Phase 2: Circuit Breaker

Circuit state tracked per provider (in-memory Map)
Circuit opens after configurable failureThreshold (default: 1)
Open circuit skips provider during failover
Circuit transitions to HALF_OPEN after configurable cooldownMs
Probe request tests provider recovery in HALF_OPEN state
Probe success → CLOSED, probe failure → OPEN with extended cooldown
Circuit state accessible via getBreakerState()
Unit tests cover all state transitions
Integration test demonstrates circuit behavior across multiple executions (not yet implemented)
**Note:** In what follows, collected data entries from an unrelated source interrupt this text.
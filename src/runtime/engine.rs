use std::collections::HashMap;
use std::path::{Path, PathBuf};
use std::sync::Arc;

use serde_json::Value;
use tokio::task::JoinHandle;
use tracing::{error, info, warn};

use crate::config::Settings;
use crate::error::{BatchError, FormatError};
use crate::graph::{Graph, GraphConverter, normalize};
use crate::remote::{EngineConnector, EngineSession};
use crate::runtime::batch::{
    BatchRegistry, BatchSnapshot, BatchState, BatchStatus, JobResult, new_job_id,
};
use crate::runtime::expander::FolderExpander;
use crate::runtime::output::{OutputArtifact, OutputMode, capture};
use crate::template::{InputSet, inject, var_types};

/// One batch invocation as submitted by a caller.
#[derive(Debug, Clone)]
pub struct BatchRequest {
    /// Workflow document in either representation.
    pub workflow: Value,
    pub inputs: Vec<InputSet>,
    /// Declared input types (e.g. from a template); extracted pattern types fill the rest.
    pub var_types: HashMap<String, String>,
    pub server_address: Option<String>,
    /// Write outputs to disk in addition to keeping them inline.
    pub save_outputs: bool,
    /// Where stored outputs go; defaults to `<outputs>/<job_id>`.
    pub output_dir: Option<PathBuf>,
}

impl BatchRequest {
    pub fn new(workflow: Value, inputs: Vec<InputSet>) -> Self {
        Self {
            workflow,
            inputs,
            var_types: HashMap::new(),
            server_address: None,
            save_outputs: false,
            output_dir: None,
        }
    }
}

/// Handle to a batch driven on its own task.
#[derive(Debug)]
pub struct BatchTicket {
    pub job_id: String,
    pub handle: JoinHandle<Result<BatchSnapshot, BatchError>>,
}

struct PreparedBatch {
    state: Arc<BatchState>,
    graph: Graph,
    jobs: Vec<InputSet>,
    mode: OutputMode,
}

/// Runs workflows against the engine: single jobs and sequential batches.
#[derive(Clone)]
pub struct Orchestrator {
    connector: Arc<dyn EngineConnector>,
    converter: Arc<dyn GraphConverter>,
    registry: BatchRegistry,
    settings: Arc<Settings>,
}

impl Orchestrator {
    pub fn new(
        connector: Arc<dyn EngineConnector>,
        converter: Arc<dyn GraphConverter>,
        settings: Settings,
    ) -> Self {
        Self {
            connector,
            converter,
            registry: BatchRegistry::new(),
            settings: Arc::new(settings),
        }
    }

    pub fn registry(&self) -> &BatchRegistry {
        &self.registry
    }

    pub fn settings(&self) -> &Settings {
        &self.settings
    }

    pub fn normalize(&self, workflow: Value) -> Result<Graph, FormatError> {
        normalize(workflow, self.converter.as_ref())
    }

    fn server_for<'a>(&'a self, requested: Option<&'a str>) -> &'a str {
        requested.unwrap_or(&self.settings.server_address)
    }

    /// Runs one input set and returns its outputs inline.
    pub async fn run_single_job(
        &self,
        workflow: Value,
        inputs: InputSet,
        server_address: Option<&str>,
    ) -> Result<Vec<OutputArtifact>, BatchError> {
        let graph = self.normalize(workflow)?;
        let server = self.server_for(server_address).to_string();

        let mut session = self.connect(&server).await?;
        info!(%server, "Running workflow");
        let outcome = execute_job(session.as_mut(), &graph, 0, &inputs, &OutputMode::Inline).await;
        close_session(session.as_mut()).await;
        outcome
    }

    /// Registers and drives a batch in the caller's task.
    ///
    /// A failed job ends the batch with `Failed`; results recorded before it
    /// stay readable through [`Orchestrator::get_batch_status`].
    pub async fn run_batch(&self, request: BatchRequest) -> Result<BatchSnapshot, BatchError> {
        let prepared = self.prepare(request).await?;
        self.drive(prepared).await
    }

    /// Registers a batch and drives it on a new task.
    pub async fn submit_batch(&self, request: BatchRequest) -> Result<BatchTicket, BatchError> {
        let prepared = self.prepare(request).await?;
        let job_id = prepared.state.job_id.clone();
        let this = self.clone();
        let handle = tokio::spawn(async move { this.drive(prepared).await });
        Ok(BatchTicket { job_id, handle })
    }

    /// Stops a batch before its next job and interrupts the engine's current work.
    pub async fn cancel_batch(&self, job_id: &str) -> Result<(), BatchError> {
        let state = self.registry.get(job_id)?;
        if state.status().await.is_terminal() {
            return Ok(());
        }
        state.cancel();
        info!(%job_id, "Batch cancellation requested");

        if let Err(e) = self.connector.interrupt(&state.server_address).await {
            warn!(%job_id, server = %state.server_address, error = %e, "Failed to interrupt engine");
        }
        Ok(())
    }

    pub async fn get_batch_status(&self, job_id: &str) -> Result<BatchSnapshot, BatchError> {
        Ok(self.registry.get(job_id)?.snapshot().await)
    }

    async fn connect(&self, server: &str) -> Result<Box<dyn EngineSession>, BatchError> {
        self.connector
            .connect(server)
            .await
            .map_err(|source| BatchError::Connect { server: server.to_string(), source })
    }

    async fn prepare(&self, request: BatchRequest) -> Result<PreparedBatch, BatchError> {
        if request.inputs.is_empty() {
            return Err(BatchError::EmptyBatch);
        }
        let graph = self.normalize(request.workflow)?;

        let mut types = var_types(&graph, None);
        types.extend(request.var_types);
        let inputs = request.inputs;
        let jobs = tokio::task::spawn_blocking(move || FolderExpander::new(&types).expand_all(&inputs))
            .await
            .map_err(std::io::Error::other)??;

        let job_id = new_job_id();
        let mode = if request.save_outputs {
            let dir = request
                .output_dir
                .unwrap_or_else(|| self.settings.outputs_dir().join(&job_id));
            tokio::fs::create_dir_all(&dir).await?;
            OutputMode::Stored { dir }
        } else {
            OutputMode::Inline
        };

        let server = self.server_for(request.server_address.as_deref()).to_string();
        let state = self.registry.register(BatchState::new(job_id, server, jobs.len()));
        info!(job_id = %state.job_id, total = jobs.len(), "Batch registered");

        Ok(PreparedBatch { state, graph, jobs, mode })
    }

    async fn drive(&self, batch: PreparedBatch) -> Result<BatchSnapshot, BatchError> {
        let PreparedBatch { state, graph, jobs, mode } = batch;
        state.set_status(BatchStatus::Running).await;

        let outcome = match self.connect(&state.server_address).await {
            Ok(mut session) => {
                let outcome = run_jobs(&state, session.as_mut(), &graph, &jobs, &mode).await;
                close_session(session.as_mut()).await;
                outcome
            }
            Err(e) => Err(e),
        };

        let result = match outcome {
            Ok(JobsOutcome::Finished) => {
                state.set_status(BatchStatus::Completed).await;
                info!(job_id = %state.job_id, total = state.total, "Batch completed");
                Ok(state.snapshot().await)
            }
            Ok(JobsOutcome::Cancelled) => {
                state.set_status(BatchStatus::Cancelled).await;
                Ok(state.snapshot().await)
            }
            Err(e) => {
                error!(job_id = %state.job_id, error = %e, "Batch failed");
                state.fail(e.to_string()).await;
                Err(e)
            }
        };

        self.registry.expire_after(&state.job_id, self.settings.result_grace);
        result
    }
}

enum JobsOutcome {
    Finished,
    Cancelled,
}

async fn run_jobs(
    state: &BatchState,
    session: &mut dyn EngineSession,
    graph: &Graph,
    jobs: &[InputSet],
    mode: &OutputMode,
) -> Result<JobsOutcome, BatchError> {
    for (index, inputs) in jobs.iter().enumerate() {
        if state.is_cancelled() {
            info!(job_id = %state.job_id, completed = index, total = jobs.len(), "Batch cancelled");
            return Ok(JobsOutcome::Cancelled);
        }
        info!(job_id = %state.job_id, "Running job {}/{}", index + 1, jobs.len());

        let outputs = match execute_job(session, graph, index, inputs, mode).await {
            Ok(outputs) => outputs,
            // an interrupted job surfaces as an engine error
            Err(e) if state.is_cancelled() => {
                info!(job_id = %state.job_id, completed = index, error = %e, "Batch cancelled during job");
                return Ok(JobsOutcome::Cancelled);
            }
            Err(e) => return Err(e),
        };
        state
            .push_result(JobResult { index, inputs: inputs.clone(), outputs })
            .await;
    }
    Ok(JobsOutcome::Finished)
}

/// Uploads local files, injects, submits and captures the outputs of one job.
async fn execute_job(
    session: &mut dyn EngineSession,
    graph: &Graph,
    index: usize,
    inputs: &InputSet,
    mode: &OutputMode,
) -> Result<Vec<OutputArtifact>, BatchError> {
    let resolved = upload_local_files(session, index, inputs).await?;
    let concrete = inject(graph, &resolved);

    let outputs = session
        .submit(&concrete)
        .await
        .map_err(|source| BatchError::Engine { index, source })?;

    let mut artifacts = Vec::with_capacity(outputs.len());
    for (node_id, artifact) in &outputs {
        artifacts.push(capture(index, node_id, artifact, mode).await?);
    }
    Ok(artifacts)
}

/// Replaces values naming an existing local file with the engine's reference.
async fn upload_local_files(
    session: &mut dyn EngineSession,
    index: usize,
    inputs: &InputSet,
) -> Result<InputSet, BatchError> {
    let mut resolved = inputs.clone();
    for (key, value) in inputs {
        let Some(path) = value.as_str().map(Path::new) else {
            continue;
        };
        let is_file = tokio::fs::metadata(path).await.is_ok_and(|m| m.is_file());
        if !is_file {
            continue;
        }

        info!(variable = %key, path = %path.display(), "Uploading");
        let upload_err = |source: anyhow::Error| BatchError::Upload {
            index,
            path: path.to_path_buf(),
            source,
        };
        let data = tokio::fs::read(path).await.map_err(|e| upload_err(e.into()))?;
        let filename = path
            .file_name()
            .map(|n| n.to_string_lossy().into_owned())
            .unwrap_or_else(|| key.clone());
        let reference = session.upload_file(data, &filename).await.map_err(upload_err)?;
        info!(variable = %key, %reference, "Uploaded");

        resolved.insert(key.clone(), Value::String(reference));
    }
    Ok(resolved)
}

async fn close_session(session: &mut dyn EngineSession) {
    if let Err(e) = session.close().await {
        warn!(error = %e, "Failed to close engine session");
    }
}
Phase 3: Advanced Recovery

HTTP status codes classified (401, 402, 429, 408, 503, 404, network)
Permanent failures (401, 402) skip provider without cooldown
ModelNotFoundError (404) skips to fallback model on same provider before tripping
Rate limit failures (429) apply cooldown; Retry-After header parsing deferred (hardcoded defaults)
Transient failures (408, 503) use exponential backoff (3 attempts: 1000ms, 2000ms)
Probe request sent 30 seconds before cooldown expires
Probe success restores provider early
All failures logged with classification and cooldown duration
Unit tests cover all failure classifications
E2E test demonstrates rate limit → cooldown → probe recovery (not yet implemented)

Open Questions

Q1: Should circuit state persist across runtime restarts?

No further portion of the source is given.